On a Voiceless Shore is as much about Greece's liberation struggle against the Ottoman Turks in the first quarter of the nineteenth century as it is about Byron in Greece. Stephen Minta, a graduate of Oxford and a Senior Lecturer in Comparative Literature at the University of York, England, traces Byron's journey to Greece, but he is not always sympathetic to his subject.

Byron lived in a period of profound nationalist and Romantic movements in Europe in the first quarter of the nineteenth century. Caught up in the Romantic spirit of the time, he made Greece's struggle for national independence and freedom from Turkish rule his own, committing his fortune and his life to the cause of Greek liberation.
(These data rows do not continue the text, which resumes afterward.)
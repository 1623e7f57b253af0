//! Record layouts: tables of typed columns.
//!
//! A layout is usually loaded from YAML:
//!
//! ```yaml
//! tables:
//!   - name: users
//!     primary_key: id
//!     columns:
//!       - name: id
//!         type: bigint
//!       - name: email
//!         type: { type: string, length: 120 }
//!       - name: role
//!         type: { type: enum, values: [admin, user] }
//!         default: user
//! ```
//!
//! [`TableDefinition::finalize`] binds every column descriptor to its
//! `table#column` usage context and specializes it for a dialect. Rendering
//! the layout as DDL is left to [`crate::ddl`].

use crate::descriptor::Descriptor;
use crate::dialect::Dialect;
use crate::error::TypeError;
use crate::usage::UsageContext;
use crate::values::Value;
use serde::{Deserialize, Serialize};
use std::collections::HashMap;
use std::fs;
use std::path::Path;
use std::sync::Arc;
use tracing::debug;

// ============================================================================
// Error Types
// ============================================================================

/// Error type for layout operations.
#[derive(Debug, thiserror::Error)]
pub enum SchemaError {
    /// Error reading layout file
    #[error("Failed to read schema file: {0}")]
    IoError(#[from] std::io::Error),

    /// Error parsing YAML
    #[error("Failed to parse YAML: {0}")]
    YamlError(#[from] serde_yaml::Error),

    /// A column type cannot be used on the target dialect
    #[error("Column '{column}' of table '{table}': {source}")]
    Type {
        table: String,
        column: String,
        #[source]
        source: TypeError,
    },

    /// Table not found in layout
    #[error("Table not found: {0}")]
    TableNotFound(String),

    /// Column not found in table
    #[error("Column '{column}' not found in table '{table}'")]
    ColumnNotFound { table: String, column: String },
}

// ============================================================================
// Definitions
// ============================================================================

/// A single column: name, logical type and nullability.
#[derive(Debug, Clone, Serialize, Deserialize, PartialEq)]
pub struct ColumnDefinition {
    /// Column name
    pub name: String,

    /// Column type
    #[serde(rename = "type")]
    pub column_type: Descriptor,

    /// Whether this column is nullable
    #[serde(default)]
    pub nullable: bool,

    /// Default value, rendered as an inline literal in DDL
    #[serde(default, skip_serializing_if = "Option::is_none")]
    pub default: Option<serde_json::Value>,
}

impl ColumnDefinition {
    pub fn new(name: impl Into<String>, column_type: impl Into<Descriptor>) -> Self {
        Self {
            name: name.into(),
            column_type: column_type.into(),
            nullable: false,
            default: None,
        }
    }

    pub fn nullable(name: impl Into<String>, column_type: impl Into<Descriptor>) -> Self {
        Self {
            nullable: true,
            ..Self::new(name, column_type)
        }
    }

    /// Default value as a host value.
    pub fn default_value(&self) -> Option<Value> {
        self.default.clone().map(Value::from_json)
    }

    pub fn is_virtual(&self) -> bool {
        self.column_type.type_id() == crate::types::TypeId::Virtual
    }
}

/// A table and its columns.
#[derive(Debug, Clone, Serialize, Deserialize)]
pub struct TableDefinition {
    /// Table name
    pub name: String,

    /// Primary key column, if any
    #[serde(default, skip_serializing_if = "Option::is_none")]
    pub primary_key: Option<String>,

    /// Column definitions in declaration order
    pub columns: Vec<ColumnDefinition>,
}

impl TableDefinition {
    pub fn new(name: impl Into<String>, columns: Vec<ColumnDefinition>) -> Self {
        Self {
            name: name.into(),
            primary_key: None,
            columns,
        }
    }

    pub fn with_primary_key(mut self, column: impl Into<String>) -> Self {
        self.primary_key = Some(column.into());
        self
    }

    /// Get a column by name.
    pub fn get_column(&self, name: &str) -> Option<&ColumnDefinition> {
        self.columns.iter().find(|c| c.name == name)
    }

    /// Get all column names.
    pub fn column_names(&self) -> Vec<&str> {
        self.columns.iter().map(|c| c.name.as_str()).collect()
    }

    /// Bind every column to its usage context and specialize it for `dialect`.
    ///
    /// A descriptor that already belongs to another field is copied rather
    /// than rebound. Declared defaults are validated against the column type.
    pub fn finalize(&mut self, dialect: &Arc<Dialect>) -> Result<(), SchemaError> {
        let table = self.name.clone();
        for column in &mut self.columns {
            let wrap = |source: TypeError| SchemaError::Type {
                table: table.clone(),
                column: column.name.clone(),
                source,
            };
            let context = UsageContext::new(&table, &column.name);
            let attached = match column.column_type.clone().attach_usage_context(context.clone()) {
                Ok(attached) => attached,
                Err(TypeError::ConflictingUsage { .. }) => column
                    .column_type
                    .with_usage_context(context)
                    .map_err(wrap)?,
                Err(e) => return Err(wrap(e)),
            };
            let bound = attached.specialize(dialect).map_err(wrap)?.into_owned();
            if let Some(default) = column.default_value() {
                bound.validate(&default).map_err(wrap)?;
            }
            column.column_type = bound;
        }
        debug!(
            table = %self.name,
            dialect = dialect.name(),
            columns = self.columns.len(),
            "finalized table definition"
        );
        Ok(())
    }
}

/// A collection of tables.
#[derive(Debug, Clone, Default, Serialize, Deserialize)]
pub struct DatabaseSchema {
    /// Table definitions
    pub tables: Vec<TableDefinition>,

    /// Cached table lookup (not serialized)
    #[serde(skip)]
    table_map: HashMap<String, usize>,
}

impl DatabaseSchema {
    pub fn new(tables: Vec<TableDefinition>) -> Self {
        let mut schema = Self {
            tables,
            table_map: HashMap::new(),
        };
        schema.build_table_map();
        schema
    }

    /// Load a layout from a YAML file.
    pub fn from_file<P: AsRef<Path>>(path: P) -> Result<Self, SchemaError> {
        let content = fs::read_to_string(path)?;
        Self::from_yaml(&content)
    }

    /// Parse a layout from a YAML string.
    pub fn from_yaml(yaml: &str) -> Result<Self, SchemaError> {
        let mut schema: DatabaseSchema = serde_yaml::from_str(yaml)?;
        schema.build_table_map();
        Ok(schema)
    }

    fn build_table_map(&mut self) {
        self.table_map = self
            .tables
            .iter()
            .enumerate()
            .map(|(idx, table)| (table.name.clone(), idx))
            .collect();
    }

    pub fn get_table(&self, name: &str) -> Option<&TableDefinition> {
        self.table_map
            .get(name)
            .and_then(|&idx| self.tables.get(idx))
    }

    /// Get the descriptor of a column in a specific table.
    pub fn get_column_type(&self, table: &str, column: &str) -> Result<&Descriptor, SchemaError> {
        let table_schema = self
            .get_table(table)
            .ok_or_else(|| SchemaError::TableNotFound(table.to_string()))?;

        table_schema
            .get_column(column)
            .map(|c| &c.column_type)
            .ok_or_else(|| SchemaError::ColumnNotFound {
                table: table.to_string(),
                column: column.to_string(),
            })
    }

    pub fn table_names(&self) -> Vec<&str> {
        self.tables.iter().map(|t| t.name.as_str()).collect()
    }

    pub fn add_table(&mut self, table: TableDefinition) {
        let idx = self.tables.len();
        self.table_map.insert(table.name.clone(), idx);
        self.tables.push(table);
    }

    /// Finalize every table for `dialect`.
    pub fn finalize(&mut self, dialect: &Arc<Dialect>) -> Result<(), SchemaError> {
        for table in &mut self.tables {
            table.finalize(dialect)?;
        }
        Ok(())
    }
}

#[cfg(test)]
mod tests {
    use super::*;
    use crate::config::TypeSystemOptions;
    use crate::types::{DataType, TypeId};
    use std::io::Write;

    const LAYOUT: &str = r#"
tables:
  - name: users
    primary_key: id
    columns:
      - name: id
        type: bigint
      - name: email
        type: { type: string, length: 120 }
      - name: role
        type: { type: enum, values: [admin, user] }
        default: user
      - name: nickname
        type: text
        nullable: true
  - name: posts
    columns:
      - name: title
        type: string
      - name: scores
        type: { type: array, element: integer }
"#;

    fn generic() -> Arc<Dialect> {
        Dialect::generic(TypeSystemOptions::default())
    }

    #[test]
    fn test_parse_layout() {
        let schema = DatabaseSchema::from_yaml(LAYOUT).unwrap();
        assert_eq!(schema.table_names(), vec!["users", "posts"]);
        let users = schema.get_table("users").unwrap();
        assert_eq!(users.primary_key.as_deref(), Some("id"));
        assert_eq!(
            users.column_names(),
            vec!["id", "email", "role", "nickname"]
        );
        assert!(users.get_column("nickname").unwrap().nullable);
        assert_eq!(
            schema.get_column_type("users", "email").unwrap().data_type(),
            &DataType::string(120)
        );
        assert_eq!(
            schema.get_column_type("posts", "scores").unwrap().type_id(),
            TypeId::Array
        );
        assert!(matches!(
            schema.get_column_type("comments", "id"),
            Err(SchemaError::TableNotFound(_))
        ));
        assert!(matches!(
            schema.get_column_type("users", "age"),
            Err(SchemaError::ColumnNotFound { .. })
        ));
    }

    #[test]
    fn test_finalize_binds_usage_and_dialect() {
        let dialect = generic();
        let mut schema = DatabaseSchema::from_yaml(LAYOUT).unwrap();
        let mut users = schema.get_table("users").unwrap().clone();
        users.finalize(&dialect).unwrap();
        for column in &users.columns {
            assert!(column.column_type.is_bound_to(&dialect));
            assert_eq!(
                column.column_type.usage_context(),
                Some(&UsageContext::new("users", &column.name))
            );
        }

        // The generic dialect has no arrays
        let err = schema.finalize(&dialect).unwrap_err();
        assert!(err.to_string().starts_with("Column 'scores' of table 'posts'"));
    }

    #[test]
    fn test_finalize_copies_shared_descriptors() {
        let shared = Descriptor::new(DataType::string(40))
            .attach_usage_context(UsageContext::new("people", "first_name"))
            .unwrap();
        let mut table = TableDefinition::new(
            "people",
            vec![
                ColumnDefinition::new("first_name", shared.clone()),
                ColumnDefinition::new("last_name", shared),
            ],
        );
        table.finalize(&generic()).unwrap();
        assert_eq!(
            table.columns[1].column_type.usage_context().unwrap().field,
            "last_name"
        );
    }

    #[test]
    fn test_finalize_validates_defaults() {
        let mut table = TableDefinition::new(
            "users",
            vec![ColumnDefinition {
                default: Some(serde_json::json!("root")),
                ..ColumnDefinition::new(
                    "role",
                    DataType::enumeration(["admin", "user"]).unwrap(),
                )
            }],
        );
        let err = table.finalize(&generic()).unwrap_err();
        match err {
            SchemaError::Type { source, .. } => assert!(source.is_type_mismatch()),
            other => panic!("unexpected error {other:?}"),
        }
    }

    #[test]
    fn test_load_from_file() {
        let mut file = tempfile::NamedTempFile::new().unwrap();
        file.write_all(LAYOUT.as_bytes()).unwrap();
        let schema = DatabaseSchema::from_file(file.path()).unwrap();
        assert_eq!(schema.tables.len(), 2);
        assert!(DatabaseSchema::from_file("/nonexistent/layout.yaml").is_err());
    }
}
Minta tries to understand Byron's inner struggle for his own identity and bi-sexuality in psychological terms. In Minta's view, Byron came to Greece not from a conscious, idealistic commitment to Greece's liberation forces but by mere chance. According to Minta, Byron "had first come to Greece pursuing no cause but his own self-satisfaction. Then, years later, he had returned to Greece, and with a purpose" (278). During that second trip to Greece, Byron decided to stay and become involved in Greece's struggle, a choice which led to his early death in April, 1824, at the age of thirty-six.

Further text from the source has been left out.